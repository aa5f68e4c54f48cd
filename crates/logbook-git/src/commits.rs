//! Commit history operations

use std::path::Path;

use chrono::{DateTime, TimeZone, Utc};
use git2::{DiffOptions, Sort};
use tracing::{debug, instrument};

use crate::repository::{GitRepo, Result};
use crate::types::CommitLog;

impl GitRepo {
    /// Commits reachable from HEAD, committed at or after `since`, that change
    /// anything under `dir` other than `excluded`.
    ///
    /// Both paths are relative to the working directory; an empty `dir`
    /// stands for the whole repository. Merge commits are skipped and each
    /// commit is compared against its first parent. Newest first.
    #[instrument(skip(self), fields(dir = %dir.display(), since = %since))]
    pub fn commits_touching(
        &self,
        dir: &Path,
        excluded: &Path,
        since: DateTime<Utc>,
    ) -> Result<Vec<CommitLog>> {
        let head = self.head_commit()?;

        let mut revwalk = self.repo.revwalk()?;
        revwalk.set_sorting(Sort::TOPOLOGICAL | Sort::TIME)?;
        revwalk.push(head.id())?;

        let mut commits = Vec::new();
        let mut scanned = 0usize;

        for oid in revwalk {
            let commit = self.repo.find_commit(oid?)?;
            scanned += 1;

            if commit.parent_count() > 1 {
                continue;
            }

            let timestamp = commit_time(&commit);
            if timestamp < since {
                continue;
            }

            if self.touches(&commit, dir, excluded)? {
                commits.push(CommitLog::new(
                    commit.id().to_string(),
                    commit.summary().unwrap_or_default(),
                    timestamp,
                ));
            }
        }

        debug!(scanned, matched = commits.len(), "walked history");
        Ok(commits)
    }

    fn touches(&self, commit: &git2::Commit<'_>, dir: &Path, excluded: &Path) -> Result<bool> {
        let tree = commit.tree()?;
        let parent_tree = match commit.parent_count() {
            0 => None,
            _ => Some(commit.parent(0)?.tree()?),
        };

        let mut opts = DiffOptions::new();
        let spec = pathspec(dir);
        if !spec.is_empty() {
            opts.pathspec(spec);
        }

        let diff = self
            .repo
            .diff_tree_to_tree(parent_tree.as_ref(), Some(&tree), Some(&mut opts))?;

        Ok(diff.deltas().any(|delta| {
            [delta.old_file().path(), delta.new_file().path()]
                .into_iter()
                .flatten()
                .any(|path| path.starts_with(dir) && path != excluded)
        }))
    }
}

fn commit_time(commit: &git2::Commit<'_>) -> DateTime<Utc> {
    Utc.timestamp_opt(commit.time().seconds(), 0)
        .single()
        .unwrap_or_else(Utc::now)
}

// git pathspecs always use forward slashes
fn pathspec(dir: &Path) -> String {
    dir.components()
        .map(|c| c.as_os_str().to_string_lossy())
        .collect::<Vec<_>>()
        .join("/")
}

#[cfg(test)]
mod tests {
    use super::*;
    use crate::fixtures::{commit_file_at, init_repo};

    const DAY: i64 = 86_400;
    const START: i64 = 1_700_000_000;

    fn since(seconds: i64) -> DateTime<Utc> {
        Utc.timestamp_opt(seconds, 0).single().unwrap()
    }

    #[test]
    fn test_commits_touching_directory() {
        let (temp, repo) = init_repo();
        commit_file_at(&temp, &repo, "apps/web/CHANGELOG.md", "# Web\n", "Add changelog", START);
        commit_file_at(&temp, &repo, "apps/web/index.ts", "a", "Add index (#1)", START + DAY);
        commit_file_at(&temp, &repo, "apps/api/main.rs", "b", "Add api", START + 2 * DAY);
        commit_file_at(&temp, &repo, "apps/web/index.ts", "c", "Tweak index", START + 3 * DAY);

        let git_repo = GitRepo::open(temp.path()).unwrap();
        let commits = git_repo
            .commits_touching(
                Path::new("apps/web"),
                Path::new("apps/web/CHANGELOG.md"),
                since(START),
            )
            .unwrap();

        let titles: Vec<_> = commits.iter().map(|c| c.title.as_str()).collect();
        assert_eq!(titles, vec!["Tweak index", "Add index (#1)"]);
    }

    #[test]
    fn test_commits_before_since_are_ignored() {
        let (temp, repo) = init_repo();
        commit_file_at(&temp, &repo, "svc/lib.rs", "a", "Old work", START);
        commit_file_at(&temp, &repo, "svc/lib.rs", "b", "New work", START + 10 * DAY);

        let git_repo = GitRepo::open(temp.path()).unwrap();
        let commits = git_repo
            .commits_touching(
                Path::new("svc"),
                Path::new("svc/CHANGELOG.md"),
                since(START + 5 * DAY),
            )
            .unwrap();

        assert_eq!(commits.len(), 1);
        assert_eq!(commits[0].title, "New work");
        assert_eq!(commits[0].timestamp, since(START + 10 * DAY));
    }

    #[test]
    fn test_sibling_with_common_prefix_is_not_matched() {
        let (temp, repo) = init_repo();
        commit_file_at(&temp, &repo, "web/a.txt", "a", "Web change", START);
        commit_file_at(&temp, &repo, "web-legacy/a.txt", "b", "Legacy change", START + DAY);

        let git_repo = GitRepo::open(temp.path()).unwrap();
        let commits = git_repo
            .commits_touching(Path::new("web"), Path::new("web/CHANGELOG.md"), since(START))
            .unwrap();

        assert_eq!(commits.len(), 1);
        assert_eq!(commits[0].title, "Web change");
    }

    #[test]
    fn test_changelog_only_commit_is_ignored() {
        let (temp, repo) = init_repo();
        commit_file_at(&temp, &repo, "lib/CHANGELOG.md", "x", "Update Changelog.", START);

        let git_repo = GitRepo::open(temp.path()).unwrap();
        let commits = git_repo
            .commits_touching(Path::new("lib"), Path::new("lib/CHANGELOG.md"), since(START))
            .unwrap();

        assert!(commits.is_empty());
    }

    #[test]
    fn test_pathspec_uses_forward_slashes() {
        assert_eq!(pathspec(Path::new("apps/web")), "apps/web");
        assert_eq!(pathspec(Path::new("")), "");
    }
}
========
* TASK STATEMENT *
An exact copy of the material above is needed.

* RESPONSE FOR THIS EXERCISE *
repository aa5f68e4c54f48cd
filename crates/logbook-git/src/commits.rs
//! Commit history operations

use std::path::Path;

use chrono::{DateTime, TimeZone, Utc};
use git2::{DiffOptions, Sort};
use tracing::{debug, instrument};

use crate::repository::{GitRepo, Result};
use crate::types::CommitLog;

impl GitRepo {
    /// Commits reachable from HEAD, committed at or after `since`, that change
    /// anything under `dir` other than `excluded`.
    ///
    /// Both paths are relative to the working directory; an empty `dir`
    /// stands for the whole repository. Merge commits are skipped and each
    /// commit is compared against its first parent. Newest first.
    #[instrument(skip(self), fields(dir = %dir.display(), since = %since))]
    pub fn commits_touching(
        &self,
        dir: &Path,
        excluded: &Path,
        since: DateTime<Utc>,
    ) -> Result<Vec<CommitLog>> {
        let head = self.head_commit()?;

        let mut revwalk = self.repo.revwalk()?;
        revwalk.set_sorting(Sort::TOPOLOGICAL | Sort::TIME)?;
        revwalk.push(head.id())?;

        let mut commits = Vec::new();
        let mut scanned = 0usize;

        for oid in revwalk {
            let commit = self.repo.find_commit(oid?)?;
            scanned += 1;

            if commit.parent_count() > 1 {
                continue;
            }

            let timestamp = commit_time(&commit);
            if timestamp < since {
                continue;
            }

            if self.touches(&commit, dir, excluded)? {
                commits.push(CommitLog::new(
                    commit.id().to_string(),
                    commit.summary().unwrap_or_default(),
                    timestamp,
                ));
            }
        }

        debug!(scanned, matched = commits.len(), "walked history");
        Ok(commits)
    }

    fn touches(&self, commit: &git2::Commit<'_>, dir: &Path, excluded: &Path) -> Result<bool> {
        let tree = commit.tree()?;
        let parent_tree = match commit.parent_count() {
            0 => None,
            _ => Some(commit.parent(0)?.tree()?),
        };

        let mut opts = DiffOptions::new();
        let spec = pathspec(dir);
        if !spec.is_empty() {
            opts.pathspec(spec);
        }

        let diff = self
            .repo
            .diff_tree_to_tree(parent_tree.as_ref(), Some(&tree), Some(&mut opts))?;

        Ok(diff.deltas().any(|delta| {
            [delta.old_file().path(), delta.new_file().path()]
                .into_iter()
                .flatten()
                .any(|path| path.starts_with(dir) && path != excluded)
        }))
    }
}

fn commit_time(commit: &git2::Commit<'_>) -> DateTime<Utc> {
    Utc.timestamp_opt(commit.time().seconds(), 0)
        .single()
        .unwrap_or_else(Utc::now)
}

// git pathspecs always use forward slashes
fn pathspec(dir: &Path) -> String {
    dir.components()
        .map(|c| c.as_os_str().to_string_lossy())
        .collect::<Vec<_>>()
        .join("/")
}

#[cfg(test)]
mod tests {
    use super::*;
    use crate::fixtures::{commit_file_at, init_repo};

    const DAY: i64 = 86_400;
    const START: i64 = 1_700_000_000;

    fn since(seconds: i64) -> DateTime<Utc> {
        Utc.timestamp_opt(seconds, 0).single().unwrap()
    }

    #[test]
    fn test_commits_touching_directory() {
        let (temp, repo) = init_repo();
        commit_file_at(&temp, &repo, "apps/web/CHANGELOG.md", "# Web\n", "Add changelog", START);
        commit_file_at(&temp, &repo, "apps/web/index.ts", "a", "Add index (#1)", START + DAY);
        commit_file_at(&temp, &repo, "apps/api/main.rs", "b", "Add api", START + 2 * DAY);
        commit_file_at(&temp, &repo, "apps/web/index.ts", "c", "Tweak index", START + 3 * DAY);

        let git_repo = GitRepo::open(temp.path()).unwrap();
        let commits = git_repo
            .commits_touching(
                Path::new("apps/web"),
                Path::new("apps/web/CHANGELOG.md"),
                since(START),
            )
            .unwrap();

        let titles: Vec<_> = commits.iter().map(|c| c.title.as_str()).collect();
        assert_eq!(titles, vec!["Tweak index", "Add index (#1)"]);
    }

    #[test]
    fn test_commits_before_since_are_ignored() {
        let (temp, repo) = init_repo();
        commit_file_at(&temp, &repo, "svc/lib.rs", "a", "Old work", START);
        commit_file_at(&temp, &repo, "svc/lib.rs", "b", "New work", START + 10 * DAY);

        let git_repo = GitRepo::open(temp.path()).unwrap();
        let commits = git_repo
            .commits_touching(
                Path::new("svc"),
                Path::new("svc/CHANGELOG.md"),
                since(START + 5 * DAY),
            )
            .unwrap();

        assert_eq!(commits.len(), 1);
        assert_eq!(commits[0].title, "New work");
        assert_eq!(commits[0].timestamp, since(START + 10 * DAY));
    }

    #[test]
    fn test_sibling_with_common_prefix_is_not_matched() {
        let (temp, repo) = init_repo();
        commit_file_at(&temp, &repo, "web/a.txt", "a", "Web change", START);
        commit_file_at(&temp, &repo, "web-legacy/a.txt", "b", "Legacy change", START + DAY);

        let git_repo = GitRepo::open(temp.path()).unwrap();
        let commits = git_repo
            .commits_touching(Path::new("web"), Path::new("web/CHANGELOG.md"), since(START))
            .unwrap();

        assert_eq!(commits.len(), 1);
        assert_eq!(commits[0].title, "Web change");
    }

    #[test]
    fn test_changelog_only_commit_is_ignored() {
        let (temp, repo) = init_repo();
        commit_file_at(&temp, &repo, "lib/CHANGELOG.md", "x", "Update Changelog.", START);

        let git_repo = GitRepo::open(temp.path()).unwrap();
        let commits = git_repo
            .commits_touching(Path::new("lib"), Path::new("lib/CHANGELOG.md"), since(START))
            .unwrap();

        assert!(commits.is_empty());
    }

    #[test]
    fn test_pathspec_uses_forward_slashes() {
        assert_eq!(pathspec(Path::new("apps/web")), "apps/web");
        assert_eq!(pathspec(Path::new("")), "");
    }
}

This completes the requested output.